LONDON READS OF MEXICAN ARREST WITH AMUSEMENT
Author at Home in Glen Ellen While Double Suffers

The telegraphic accounts of the wounding and arrest of Jack London, the novelist, a well-known resident of Glen Ellen, came as a great surprise to many of his friends in Sonoma county. Even Mr. London himself was greatly surprised, as he was at home on his ranch near Glen Ellen, when the news reached him Sunday.

London returned from an extended visit in Los Angeles a week or ten days ago, and after spending a week in Oakland and San Francisco returned to the ranch in Sonoma county Saturday evening. Great was his surprise on reading the papers Sunday morning to see the article relating to his having been injured and arrested charged with violation of the Mexican neutrality laws while the United States District Attorney and United States Marshal at Los Angeles had gone to investigate the case.

Mr. London denied to a Press Democrat representative Monday night that he had been in Mexico, or desired to [illegible microfilm] said London. "I have been in Oakland and San Francisco for several days and returned home to the ranch Saturday night. I was naturally interested and amused by the press dispatches Sunday.

"The report is due to a double I have. I first discovered the fact several years ago when through correspondence and press clippings I located the man in Tennessee. This man has represented himself as Jack London and I have letters from people who had entertained him for a week believing he was the author. By the letters of people interested and newspaper clippings received from time to time I have been able to trace his movements.

"After leaving Tennessee he went to Arkansas, thence to Oklahoma, Indian Territory and finally to Arizona, where I lost track of him last fall. I presume he has gone on down into Mexico for excitement and gotten into trouble and is using my name to assist him to get free."

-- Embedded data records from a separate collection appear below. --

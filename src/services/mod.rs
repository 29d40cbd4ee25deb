pub mod agent_runtime;
pub mod mind;
pub mod scheduler;
pub mod sync_client;
pub mod void_store;
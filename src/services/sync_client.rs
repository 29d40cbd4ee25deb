use crate::error::SyncError;
use crate::models::{SyncPayload, VoidSnapshot, WriteAck};

/// HTTP access to the void endpoint. Uses reqwest's default timeouts.
#[derive(Debug, Clone)]
pub struct VoidClient {
    http: reqwest::Client,
    endpoint: String,
}

impl VoidClient {
    pub fn new(endpoint: impl Into<String>) -> Self {
        Self {
            http: reqwest::Client::new(),
            endpoint: endpoint.into(),
        }
    }

    pub async fn push(&self, payload: &SyncPayload) -> Result<WriteAck, SyncError> {
        let response = self.http.post(&self.endpoint).json(payload).send().await?;

        if !response.status().is_success() {
            return Err(SyncError::Status(response.status()));
        }
        Ok(response.json::<WriteAck>().await?)
    }

    pub async fn pull(&self) -> Result<VoidSnapshot, SyncError> {
        let response = self.http.get(&self.endpoint).send().await?;

        if !response.status().is_success() {
            return Err(SyncError::Status(response.status()));
        }
        Ok(response.json::<VoidSnapshot>().await?)
    }

    pub async fn clear(&self) -> Result<WriteAck, SyncError> {
        let response = self.http.delete(&self.endpoint).send().await?;

        if !response.status().is_success() {
            return Err(SyncError::Status(response.status()));
        }
        Ok(response.json::<WriteAck>().await?)
    }
}
use std::path::PathBuf;

use crate::models::Settings;

const ENV_DATA_DIR: &str = "MINDVOID_DATA_DIR";
const ENV_ENDPOINT: &str = "MINDVOID_ENDPOINT";
const ENV_BIND: &str = "MINDVOID_BIND";

pub fn load_dotenv() {
    let _ = dotenvy::dotenv();
}

fn env_value(name: &str) -> Option<String> {
    std::env::var(name).ok().map(|v| v.trim().to_string()).filter(|v| !v.is_empty())
}

pub fn data_dir() -> PathBuf {
    env_value(ENV_DATA_DIR)
        .map(PathBuf::from)
        .or_else(|| dirs::data_dir().map(|d| d.join("mindvoid")))
        .unwrap_or_else(|| PathBuf::from(".mindvoid"))
}

pub fn default_db_path() -> PathBuf {
    data_dir().join("mind.db")
}

pub fn apply_env_defaults(settings: &mut Settings) {
    if let Some(endpoint) = env_value(ENV_ENDPOINT) {
        settings.sync.endpoint = endpoint;
    }
    if let Some(bind) = env_value(ENV_BIND) {
        settings.server.bind_address = bind;
    }
}

/// Reads `<data_dir>/config/settings.json`, falling back to defaults when
/// the file is missing or unreadable. Environment overrides apply either way.
pub fn read_settings() -> Settings {
    let config_path = data_dir().join("config").join("settings.json");
    let mut settings = if config_path.exists() {
        match std::fs::read_to_string(&config_path)
            .map_err(|e| e.to_string())
            .and_then(|content| serde_json::from_str::<Settings>(&content).map_err(|e| e.to_string()))
        {
            Ok(settings) => settings,
            Err(e) => {
                log::warn!("[Config] Ignoring {}: {}", config_path.display(), e);
                Settings::default()
            }
        }
    } else {
        Settings::default()
    };
    apply_env_defaults(&mut settings);
    settings
}
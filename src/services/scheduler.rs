use std::collections::HashMap;
use std::future::Future;
use std::time::Duration;
use tokio::task::JoinHandle;
use tokio::time::MissedTickBehavior;

use crate::models::Role;

/// Shortest period a job may repeat at; zero would spin.
pub const MIN_PERIOD: Duration = Duration::from_secs(1);

#[derive(Debug, Clone, Copy, PartialEq, Eq, Hash)]
pub enum TaskKind {
    Insight,
    Push,
    Pull,
}

impl TaskKind {
    /// The sync task a role runs, if any.
    pub fn for_role(role: Role) -> Option<TaskKind> {
        match role {
            Role::Solitary => None,
            Role::Sender => Some(TaskKind::Push),
            Role::Receiver => Some(TaskKind::Pull),
        }
    }
}

/// Repeating background jobs, at most one per kind.
#[derive(Default)]
pub struct Scheduler {
    tasks: HashMap<TaskKind, JoinHandle<()>>,
}

impl Scheduler {
    pub fn new() -> Self {
        Self::default()
    }

    /// Runs `job` every `period`, first after one full period. Replaces any
    /// job already scheduled under `kind`. A zero period is raised to
    /// `MIN_PERIOD`. Must be called inside a runtime.
    pub fn every<F, Fut>(&mut self, kind: TaskKind, period: Duration, mut job: F)
    where
        F: FnMut() -> Fut + Send + 'static,
        Fut: Future<Output = ()> + Send + 'static,
    {
        self.cancel(kind);

        let period = if period.is_zero() {
            log::warn!("[Scheduler] {:?} asked for a zero period, using {:?}", kind, MIN_PERIOD);
            MIN_PERIOD
        } else {
            period
        };

        let handle = tokio::spawn(async move {
            let start = tokio::time::Instant::now() + period;
            let mut ticker = tokio::time::interval_at(start, period);
            ticker.set_missed_tick_behavior(MissedTickBehavior::Delay);
            loop {
                ticker.tick().await;
                job().await;
            }
        });
        log::debug!("[Scheduler] {:?} every {:?}", kind, period);
        self.tasks.insert(kind, handle);
    }

    pub fn cancel(&mut self, kind: TaskKind) -> bool {
        match self.tasks.remove(&kind) {
            Some(handle) => {
                handle.abort();
                log::debug!("[Scheduler] {:?} cancelled", kind);
                true
            }
            None => false,
        }
    }

    pub fn cancel_all(&mut self) {
        for (_, handle) in self.tasks.drain() {
            handle.abort();
        }
    }

    pub fn scheduled(&self) -> Vec<TaskKind> {
        let mut kinds: Vec<TaskKind> = self
            .tasks
            .iter()
            .filter(|(_, h)| !h.is_finished())
            .map(|(k, _)| *k)
            .collect();
        kinds.sort_by_key(|k| *k as u8);
        kinds
    }
}

impl Drop for Scheduler {
    fn drop(&mut self) {
        self.cancel_all();
    }
}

Conductor George E. Andrews of the Southern Pacific local between Vallejo and Santa Rosa recalled having had London as a passenger Saturday night and Arthur Luc who came up on the train from Sonoma recognized him as a fellow passenger.

Mr. London is now engaged in a series of short stories for the Cosmopolitan and working his ranch. He is setting out 30,000 young eucalyptus trees on the ranch as a part of his plan to reforest a large section of his holdings.